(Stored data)
________________
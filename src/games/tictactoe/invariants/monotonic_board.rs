//! Monotonic board invariant: squares never change once set.

use super::super::{Board, Game, Square};
use super::Invariant;

/// Invariant: Board squares are monotonic (never overwritten).
///
/// Replaying the move history onto an empty board must place every mark
/// on an empty square and reproduce the current board exactly.
pub struct MonotonicBoardInvariant;

impl Invariant<Game> for MonotonicBoardInvariant {
    fn holds(game: &Game) -> bool {
        let mut reconstructed = Board::new();

        for mov in game.history() {
            if !reconstructed.is_empty(mov.position) {
                return false;
            }
            reconstructed.set(mov.position, Square::Occupied(mov.player));
        }

        reconstructed == *game.board()
    }

    fn description() -> &'static str {
        "Board squares are monotonic (never overwritten)"
    }
}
________________
◆ **PROBLEM REQUIREMENTS**
Each line of the data that holds the word "history" should be copied.

◆ **ANSWER TO THE EXERCISE**
/// Replaying the move history onto an empty board must place every mark
        for mov in game.history() {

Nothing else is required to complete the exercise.